//! Weather data providers.
//!
//! Defines the `WeatherProvider` trait: the capability to fetch a current
//! reading and a forecast series for a coordinate pair.

pub mod openweather;

use async_trait::async_trait;

use crate::types::{CurrentReading, ForecastStep, ProviderError};

/// Abstraction over upstream weather sources.
///
/// Implementations report temperature in °F and wind speed in mph.
#[cfg_attr(test, mockall::automock)]
#[async_trait]
pub trait WeatherProvider: Send + Sync {
    /// Fetch current conditions at a coordinate pair.
    async fn fetch_current(&self, latitude: f64, longitude: f64) -> Result<CurrentReading, ProviderError>;

    /// Fetch the forecast series at a coordinate pair, ordered by forecast time.
    async fn fetch_forecast(&self, latitude: f64, longitude: f64) -> Result<Vec<ForecastStep>, ProviderError>;
}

※ ※ ※

## Problem to solve
Above are the entries; return each one exactly.

## Exercise answer
//! Weather data providers.
//!
//! Defines the `WeatherProvider` trait: the capability to fetch a current
//! reading and a forecast series for a coordinate pair.

pub mod openweather;

use async_trait::async_trait;

use crate::types::{CurrentReading, ForecastStep, ProviderError};

/// Abstraction over upstream weather sources.
///
/// Implementations report temperature in °F and wind speed in mph.
#[cfg_attr(test, mockall::automock)]
#[async_trait]
pub trait WeatherProvider: Send + Sync {
    /// Fetch current conditions at a coordinate pair.
    async fn fetch_current(&self, latitude: f64, longitude: f64) -> Result<CurrentReading, ProviderError>;

    /// Fetch the forecast series at a coordinate pair, ordered by forecast time.
    async fn fetch_forecast(&self, latitude: f64, longitude: f64) -> Result<Vec<ForecastStep>, ProviderError>;
}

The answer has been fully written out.